A new study from Canada’s McGill University did just that, examining four of the most common types of plant-based milk substitutes – almond milk, soy milk, rice milk, and coconut milk – and compared them with traditional cow’s milk.
They found that cow’s milk is actually still the most nutritious, soy milk ended up being the ‘clear winner’ over the other three alternatives.
These are some of pros and cons published in a summary of the study:
The O.G. milk; wholesome and complete, offering all major nutrients your body needs, including fat, carbs, and proteins.
Cow’s milk also provides anti-microbial effects; a past study showed that infants who consumed cow’s milk had a significantly reduced risk of fever and respiratory infections.
Having said that, milk allergy is ironically one of the more common food allergies among said infants and children, affecting 2.2-3.5% of children – that’s higher than peanut and tree nut allergies. Luckily, 35% of infants outgrow their milk allergy by age 5-6, increasing to 80% by age 16.
Obviously, cow’s milk isn’t recommended to people who are lactose intolerant, which affects between 15-75% of all adults, dependent on race, gut health, and food habits.
Rice milk is a friendly alternative for the lactose-intolerant, as well people who are allergic to soybeans or almonds. Plus, it’s sweet profile makes it all the more palatable.
Besides being a flexible form of milk, the nutritional value leaves much to be desired, and there’s apprehensions over its very high carb count.

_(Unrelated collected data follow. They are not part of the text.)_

//! Cluster description, role topology and validation
//!
//! A [`Cluster`] can only be built from a description that passed
//! [`validate_cluster`], so every plane operation runs against a legal
//! topology.

mod host;
mod topology;
mod types;
mod validation;

pub use host::{Host, Role, RoleSet};
pub use topology::RoleTopology;
pub use types::{
    AuthConfig, ClusterConfig, EtcdService, IngressConfig, KubeApiService,
    KubeControllerService, KubeletService, KubeproxyService, NetworkConfig, SchedulerService,
    ServiceMeshConfig, ServicesConfig, SystemImages, DEFAULT_ETCD_IMAGE,
    DEFAULT_INFRA_CONTAINER_IMAGE, DEFAULT_K8S_IMAGE, DEFAULT_NGINX_PROXY_IMAGE,
};
pub use validation::{
    dns1123_subdomain_errors, validate_cluster, ISTIO_SERVICE_MESH_PROVIDER,
    SUPPORTED_NETWORK_PLUGINS,
};

use tokio_util::sync::CancellationToken;
use tracing::info;

use crate::hosts::HostAgent;
use crate::services::{PlaneOrchestrator, PlaneReport};
use crate::Result;

/// A validated cluster: its description plus the derived role topology
#[derive(Clone, Debug)]
pub struct Cluster {
    config: ClusterConfig,
    topology: RoleTopology,
}

impl Cluster {
    /// Derive the topology and validate the description
    ///
    /// Host reachability must be recorded (see
    /// [`ClusterConfig::mark_unreachable`]) before calling this.
    pub fn new(config: ClusterConfig) -> Result<Self> {
        let topology = validate_cluster(&config)?;
        info!(
            etcd = topology.etcd_hosts().len(),
            control = topology.control_hosts().len(),
            worker = topology.worker_hosts().len(),
            inactive = topology.inactive_hosts().len(),
            "Cluster description validated"
        );
        Ok(Self { config, topology })
    }

    /// The cluster description
    pub fn config(&self) -> &ClusterConfig {
        &self.config
    }

    /// The role topology
    pub fn topology(&self) -> &RoleTopology {
        &self.topology
    }

    /// Bring up every plane: etcd, then control, then worker
    ///
    /// Stops at the first failing plane; planes already brought up stay up.
    pub async fn deploy<A: HostAgent>(
        &self,
        orchestrator: &PlaneOrchestrator<A>,
        cancel: &CancellationToken,
    ) -> Result<Vec<PlaneReport>> {
        self.warn_inactive_hosts(orchestrator);
        let topology = &self.topology;
        let services = &self.config.services;

        let etcd = orchestrator
            .run_etcd_plane(topology.etcd_hosts(), &services.etcd, cancel)
            .await?;
        let control = orchestrator
            .run_control_plane(
                topology.control_hosts(),
                topology.etcd_hosts(),
                services,
                cancel,
            )
            .await?;
        let worker = orchestrator
            .run_worker_plane(
                topology.control_hosts(),
                topology.worker_hosts(),
                services,
                &self.config.system_images,
                cancel,
            )
            .await?;
        Ok(vec![etcd, control, worker])
    }

    /// Tear down every plane: worker, then control, then etcd
    pub async fn remove<A: HostAgent>(
        &self,
        orchestrator: &PlaneOrchestrator<A>,
        cancel: &CancellationToken,
    ) -> Result<Vec<PlaneReport>> {
        self.warn_inactive_hosts(orchestrator);
        let topology = &self.topology;

        let worker = orchestrator
            .remove_worker_plane(topology.control_hosts(), topology.worker_hosts(), cancel)
            .await?;
        let control = orchestrator
            .remove_control_plane(topology.control_hosts(), cancel)
            .await?;
        let etcd = orchestrator
            .remove_etcd_plane(topology.etcd_hosts(), cancel)
            .await?;
        Ok(vec![worker, control, etcd])
    }

    fn warn_inactive_hosts<A: HostAgent>(&self, orchestrator: &PlaneOrchestrator<A>) {
        for host in self.topology.inactive_hosts() {
            orchestrator.logger().warn(&format!(
                "Skipping host [{}]: failed connectivity check",
                host.address
            ));
        }
    }
}

#[cfg(test)]
mod tests {
    use super::*;
    use crate::hosts::DryRunAgent;
    use crate::services::{Action, Direction, ServiceName};

    fn sample_config() -> ClusterConfig {
        ClusterConfig {
            nodes: vec![
                Host::new("10.0.0.1", "ubuntu", &[Role::Etcd, Role::Control]),
                Host::new("10.0.0.2", "ubuntu", &[Role::Worker]),
            ],
            ..Default::default()
        }
    }

    /// Story: an invalid description never yields a Cluster
    #[test]
    fn story_invalid_config_is_rejected_before_any_plane_runs() {
        let mut config = sample_config();
        config.network.plugin = "cilium".to_string();
        assert!(Cluster::new(config).is_err());
    }

    /// Story: a full deploy brings the planes up in dependency order
    #[tokio::test]
    async fn story_deploy_runs_etcd_then_control_then_worker() {
        let cluster = Cluster::new(sample_config()).unwrap();
        let orchestrator = PlaneOrchestrator::new(DryRunAgent::new());

        let reports = cluster
            .deploy(&orchestrator, &CancellationToken::new())
            .await
            .unwrap();
        let roles: Vec<Role> = reports.iter().map(|r| r.role).collect();
        assert_eq!(roles, vec![Role::Etcd, Role::Control, Role::Worker]);
        assert!(reports.iter().all(|r| r.direction == Direction::Up));

        let ops = orchestrator.agent().operations();
        let services: Vec<ServiceName> = ops.iter().map(|op| op.service).collect();
        assert_eq!(
            services,
            vec![
                ServiceName::Etcd,
                ServiceName::KubeApi,
                ServiceName::KubeController,
                ServiceName::Scheduler,
                ServiceName::Kubelet,
                ServiceName::Kubeproxy,
                ServiceName::NginxProxy,
                ServiceName::Kubelet,
                ServiceName::Kubeproxy,
            ]
        );
        assert!(ops.iter().all(|op| op.action == Action::Run));
    }

    /// Story: removal walks the planes in reverse
    #[tokio::test]
    async fn story_remove_runs_worker_then_control_then_etcd() {
        let cluster = Cluster::new(sample_config()).unwrap();
        let orchestrator = PlaneOrchestrator::new(DryRunAgent::new());

        let reports = cluster
            .remove(&orchestrator, &CancellationToken::new())
            .await
            .unwrap();
        let roles: Vec<Role> = reports.iter().map(|r| r.role).collect();
        assert_eq!(roles, vec![Role::Worker, Role::Control, Role::Etcd]);

        let ops = orchestrator.agent().operations();
        assert!(ops.iter().all(|op| op.action == Action::Remove));
        assert_eq!(ops.last().map(|op| op.service), Some(ServiceName::Etcd));
    }

    /// Story: unreachable hosts are skipped but reported
    #[tokio::test]
    async fn story_unreachable_hosts_are_not_converged() {
        let mut config = sample_config();
        config
            .nodes
            .push(Host::new("10.0.0.3", "ubuntu", &[Role::Worker]));
        config.mark_unreachable(&["10.0.0.3"]);
        let cluster = Cluster::new(config).unwrap();
        let orchestrator = PlaneOrchestrator::new(DryRunAgent::new());

        cluster
            .deploy(&orchestrator, &CancellationToken::new())
            .await
            .unwrap();
        assert!(orchestrator
            .agent()
            .operations()
            .iter()
            .all(|op| op.host != "10.0.0.3"));
    }
}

Consuming rice milk without proper care can also result in malnutrition, particularly in infants.
The tropical milk helps reduce levels of unwanted low-density lipoproteins – better known as low-density lipoproteins – which are linked to various cardiovascular diseases.
Coconut milk also has a very low calorie count – though what is there is mostly fat. It’s also absent of protein, with nutritional values bottoming out if the milk has been stored for more than two months.
Of the four milks involved in the study, soy milk had the most balanced nutritional profile.
Used a substitute for cow’s milk for four decades now, it’s widely consumed for the beneficial phytonutrients present in the milk. Also known as isoflavones, the phytonutrients offer the body anti-carcinogenic properties; this can delay, or prevent, cancers.
The downside? If you can believe it, people still prioritize taste when they eat, and the ‘beany flavour’ of the milk is a negative. There’s also some concern of the presence of anti-nutrients, which are substances that limit nutrient intake and digestion.
Almonds offer plenty of monounsaturated fatty acids (MUFA), which are beneficial to a body’s weight loss and weight management. MUFA also reduces the count of low-density lipoprotein, or bad cholesterol.
It doesn’t offer much else in terms of essential nutrients, meaning almond milk believers need other food sources to get their fix.
The full findings can be found published online in the Journal of Food Science and Technology.